With the material below, print exactly the lines between the line holding "pub fn tick_interval(&self)" and the line holding "pub fn on_connected(&mut", inclusive. Add nothing else.
• • • •
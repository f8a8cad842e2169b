//! Outbound dial scheduler.
//!
//! Discovery events feed a bounded FIFO of candidates. A fixed-interval tick
//! drains it under a global not-before timestamp (exponential backoff on
//! failure, reset on success) and a cap on dials in flight.

use std::collections::{HashMap, HashSet, VecDeque};
use std::time::Duration;

#[derive(Debug, Clone)]
pub struct DialConfig {
    pub tick_interval: Duration,
    pub base_backoff:  Duration,
    pub max_backoff:   Duration,
    pub max_in_flight: usize,
    pub max_queue:     usize,
    /// A dial outstanding longer than this counts as failed.
    pub dial_timeout:  Duration,
    /// Failures after which a candidate is dropped until rediscovered.
    pub max_attempts:  u32,
}

impl Default for DialConfig {
    fn default() -> Self {
        Self {
            tick_interval: Duration::from_millis(500),
            base_backoff:  Duration::from_secs(1),
            max_backoff:   Duration::from_secs(60),
            max_in_flight: 8,
            max_queue:     256,
            dial_timeout:  Duration::from_secs(20),
            max_attempts:  5,
        }
    }
}

#[derive(Debug, Clone, PartialEq, Eq)]
pub struct DialCandidate {
    pub peer_id:         String,
    pub known_addresses: Vec<String>,
}

/// Extract the peer id from the `/p2p/<id>` component of a multiaddr.
pub fn peer_id_from_addr(addr: &str) -> Option<&str> {
    let (_, rest) = addr.rsplit_once("/p2p/")?;
    let id = rest.split('/').next()?;
    (!id.is_empty()).then_some(id)
}

pub struct DialScheduler {
    config:      DialConfig,
    queue:       VecDeque<DialCandidate>,
    queued:      HashSet<String>,
    /// peer → (dial start in unix ms, addresses dialed).
    in_flight:   HashMap<String, (u64, Vec<String>)>,
    connected:   HashSet<String>,
    bootstrap:   HashSet<String>,
    attempts:    HashMap<String, u32>,
    /// peer → earliest retry time (unix ms).
    retry_at:    HashMap<String, u64>,
    not_before:  u64,
    backoff_ms:  u64,
}

impl DialScheduler {
    pub fn new<I, S>(config: DialConfig, bootstrap_addrs: I) -> Self
    where
        I: IntoIterator<Item = S>,
        S: AsRef<str>,
    {
        let bootstrap = bootstrap_addrs
            .into_iter()
            .filter_map(|a| peer_id_from_addr(a.as_ref()).map(str::to_owned))
            .collect();
        let backoff_ms = config.base_backoff.as_millis() as u64;
        Self {
            config,
            queue: VecDeque::new(),
            queued: HashSet::new(),
            in_flight: HashMap::new(),
            connected: HashSet::new(),
            bootstrap,
            attempts: HashMap::new(),
            retry_at: HashMap::new(),
            not_before: 0,
            backoff_ms,
        }
    }

    pub fn tick_interval(&self) -> Duration {
        self.config.tick_interval
    }

    // ------------------------------------------------------------------------
    // Discovery / connection events
    // ------------------------------------------------------------------------

    /// Enqueue a discovered peer. Returns false when it was not enqueued.
    pub fn on_discovered(&mut self, candidate: DialCandidate) -> bool {
        let peer = &candidate.peer_id;
        if self.bootstrap.contains(peer)
            || self.connected.contains(peer)
            || self.in_flight.contains_key(peer)
        {
            return false;
        }
        if self.queued.contains(peer) {
            // Refresh addresses in place.
            if let Some(c) = self.queue.iter_mut().find(|c| &c.peer_id == peer) {
                for addr in candidate.known_addresses {
                    if !c.known_addresses.contains(&addr) {
                        c.known_addresses.push(addr);
                    }
                }
            }
            return false;
        }
        if self.queue.len() >= self.config.max_queue {
            tracing::debug!(peer = %peer, "Dial queue full, candidate dropped");
            return false;
        }
        // Rediscovery forgives past failures.
        self.attempts.remove(peer);
        self.queued.insert(peer.clone());
        self.queue.push_back(candidate);
        true
    }

    pub fn on_connected(&mut self, peer: &str) {
        self.connected.insert(peer.to_owned());
        self.attempts.remove(peer);
        self.retry_at.remove(peer);
        if self.queued.remove(peer) {
            self.queue.retain(|c| c.peer_id != peer);
        }
        if self.in_flight.remove(peer).is_some() {
            self.backoff_ms = self.config.base_backoff.as_millis() as u64;
            self.not_before = 0;
        }
    }

    pub fn on_disconnected(&mut self, peer: &str) {
        self.connected.remove(peer);
    }

    pub fn on_dial_failed(&mut self, peer: &str, now: u64) {
        let Some((_, addrs)) = self.in_flight.remove(peer) else {
            return;
        };
        self.record_failure(peer, addrs, now);
    }

    // ------------------------------------------------------------------------
    // Tick
    // ------------------------------------------------------------------------

    /// Expire stale dials and pick the candidates to dial now.
    pub fn tick(&mut self, now: u64) -> Vec<DialCandidate> {
        self.expire_in_flight(now);
        if now < self.not_before {
            return Vec::new();
        }

        let mut ready = Vec::new();
        while self.in_flight.len() < self.config.max_in_flight {
            let Some(candidate) = self.queue.pop_front() else { break };
            let peer = candidate.peer_id.clone();

            if self.connected.contains(&peer) || self.in_flight.contains_key(&peer) {
                self.queued.remove(&peer);
                continue;
            }
            if self.retry_at.get(&peer).is_some_and(|&t| t > now) {
                self.queue.push_front(candidate);
                break;
            }

            self.queued.remove(&peer);
            self.retry_at.remove(&peer);
            self.in_flight.insert(peer, (now, candidate.known_addresses.clone()));
            ready.push(candidate);
        }
        ready
    }

    fn expire_in_flight(&mut self, now: u64) {
        let timeout = self.config.dial_timeout.as_millis() as u64;
        let expired: Vec<String> = self
            .in_flight
            .iter()
            .filter(|(_, (started, _))| now.saturating_sub(*started) >= timeout)
            .map(|(p, _)| p.clone())
            .collect();
        for peer in expired {
            tracing::debug!(peer = %peer, "Dial timed out");
            if let Some((_, addrs)) = self.in_flight.remove(&peer) {
                self.record_failure(&peer, addrs, now);
            }
        }
    }

    fn record_failure(&mut self, peer: &str, addrs: Vec<String>, now: u64) {
        let max_backoff = self.config.max_backoff.as_millis() as u64;
        self.not_before = now + self.backoff_ms;
        self.backoff_ms = (self.backoff_ms.saturating_mul(2)).min(max_backoff);

        let attempts = self.attempts.entry(peer.to_owned()).or_insert(0);
        *attempts += 1;
        if *attempts >= self.config.max_attempts {
            tracing::debug!(peer = %peer, "Dial attempts exhausted; waiting for rediscovery");
            self.attempts.remove(peer);
            self.retry_at.remove(peer);
            return;
        }
        // The candidate's retry time is the global not-before it just set.
        self.retry_at.insert(peer.to_owned(), self.not_before);
        if self.queued.insert(peer.to_owned()) {
            self.queue.push_back(DialCandidate {
                peer_id:         peer.to_owned(),
                known_addresses: addrs,
            });
        }
    }

    // ------------------------------------------------------------------------
    // Introspection
    // ------------------------------------------------------------------------

    pub fn in_flight(&self) -> usize {
        self.in_flight.len()
    }

    pub fn queued(&self) -> usize {
        self.queue.len()
    }

    pub fn not_before(&self) -> u64 {
        self.not_before
    }

    pub fn is_bootstrap(&self, peer: &str) -> bool {
        self.bootstrap.contains(peer)
    }
}

#[cfg(test)]
mod tests {
    use super::*;

    fn cand(peer: &str) -> DialCandidate {
        DialCandidate {
            peer_id:         peer.into(),
            known_addresses: vec![format!("/ip4/10.0.0.1/tcp/9000/p2p/{peer}")],
        }
    }

    fn sched(max_in_flight: usize) -> DialScheduler {
        let config = DialConfig {
            max_in_flight,
            base_backoff: Duration::from_millis(100),
            max_backoff:  Duration::from_millis(400),
            dial_timeout: Duration::from_millis(1_000),
            max_attempts: 3,
            ..Default::default()
        };
        DialScheduler::new(config, ["/dns4/boot.example/tcp/9000/p2p/boot"])
    }

    #[test]
    fn addr_suffix_parsing() {
        assert_eq!(peer_id_from_addr("/ip4/1.2.3.4/tcp/1/p2p/12D3Koo"), Some("12D3Koo"));
        assert_eq!(peer_id_from_addr("/p2p/relay/p2p-circuit/p2p/target"), Some("target"));
        assert_eq!(peer_id_from_addr("/ip4/1.2.3.4/tcp/1"), None);
        assert_eq!(peer_id_from_addr("/ip4/1.2.3.4/tcp/1/p2p/"), None);
    }

    #[test]
    fn dedup_and_bootstrap_exclusion() {
        let mut s = sched(4);
        assert!(s.on_discovered(cand("a")));
        assert!(!s.on_discovered(cand("a")));
        assert!(!s.on_discovered(cand("boot")));
        assert_eq!(s.queued(), 1);
    }

    #[test]
    fn never_exceeds_in_flight_limit() {
        let mut s = sched(2);
        for p in ["a", "b", "c", "d"] {
            s.on_discovered(cand(p));
        }
        assert_eq!(s.tick(0).len(), 2);
        assert!(s.tick(10).is_empty());
        assert_eq!(s.in_flight(), 2);

        s.on_connected("a");
        let next = s.tick(20);
        assert_eq!(next.len(), 1);
        assert_eq!(next[0].peer_id, "c");
        assert!(s.in_flight() <= 2);
    }

    #[test]
    fn failure_backs_off_and_success_resets() {
        let mut s = sched(4);
        s.on_discovered(cand("a"));
        s.on_discovered(cand("b"));
        assert_eq!(s.tick(0).len(), 2);

        s.on_dial_failed("a", 0);
        assert_eq!(s.not_before(), 100);
        assert!(s.tick(50).is_empty());

        s.on_dial_failed("b", 60);
        // Backoff doubled on the second failure.
        assert_eq!(s.not_before(), 260);
        assert!(s.tick(200).is_empty());

        let retried = s.tick(260);
        assert_eq!(retried.len(), 2);
        s.on_connected("a");
        assert_eq!(s.not_before(), 0);

        // Next failure starts from the base backoff again.
        s.on_dial_failed("b", 300);
        assert_eq!(s.not_before(), 400);
    }

    #[test]
    fn candidate_retry_time_requeues_at_front() {
        let mut s = sched(4);
        s.on_discovered(cand("a"));
        s.on_discovered(cand("c"));
        assert_eq!(s.tick(0).len(), 2);
        s.on_dial_failed("a", 0);
        // A success clears the global gate but not a's own retry time.
        s.on_connected("c");
        assert_eq!(s.not_before(), 0);
        s.on_discovered(cand("b"));

        assert!(s.tick(50).is_empty());
        assert_eq!(s.queued(), 2);
        let ready = s.tick(100);
        assert_eq!(
            ready.iter().map(|c| c.peer_id.as_str()).collect::<Vec<_>>(),
            ["a", "b"]
        );
    }

    #[test]
    fn connected_elsewhere_is_never_retried() {
        let mut s = sched(4);
        s.on_discovered(cand("a"));
        s.on_connected("a");
        assert_eq!(s.queued(), 0);
        assert!(s.tick(0).is_empty());
        assert!(!s.on_discovered(cand("a")));

        s.on_disconnected("a");
        assert!(s.on_discovered(cand("a")));
    }

    #[test]
    fn stale_dials_expire_and_attempts_are_capped() {
        let mut s = sched(4);
        s.on_discovered(cand("a"));
        assert_eq!(s.tick(0).len(), 1);

        // Times out at 1000, retry allowed from 1100.
        assert!(s.tick(1_000).is_empty());
        assert_eq!(s.in_flight(), 0);
        assert_eq!(s.tick(1_100).len(), 1);

        s.on_dial_failed("a", 1_200);
        assert_eq!(s.tick(1_400).len(), 1);
        s.on_dial_failed("a", 1_500);
        // Third failure exhausts the attempts.
        assert_eq!(s.queued(), 0);
        assert!(s.tick(10_000).is_empty());

        assert!(s.on_discovered(cand("a")));
    }
}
• • • •
RESULT FOR THIS EXERCISE:
    pub fn tick_interval(&self) -> Duration {
        self.config.tick_interval
    }

    // ------------------------------------------------------------------------
    // Discovery / connection events
    // ------------------------------------------------------------------------

    /// Enqueue a discovered peer. Returns false when it was not enqueued.
    pub fn on_discovered(&mut self, candidate: DialCandidate) -> bool {
        let peer = &candidate.peer_id;
        if self.bootstrap.contains(peer)
            || self.connected.contains(peer)
            || self.in_flight.contains_key(peer)
        {
            return false;
        }
        if self.queued.contains(peer) {
            // Refresh addresses in place.
            if let Some(c) = self.queue.iter_mut().find(|c| &c.peer_id == peer) {
                for addr in candidate.known_addresses {
                    if !c.known_addresses.contains(&addr) {
                        c.known_addresses.push(addr);
                    }
                }
            }
            return false;
        }
        if self.queue.len() >= self.config.max_queue {
            tracing::debug!(peer = %peer, "Dial queue full, candidate dropped");
            return false;
        }
        // Rediscovery forgives past failures.
        self.attempts.remove(peer);
        self.queued.insert(peer.clone());
        self.queue.push_back(candidate);
        true
    }

    pub fn on_connected(&mut self, peer: &str) {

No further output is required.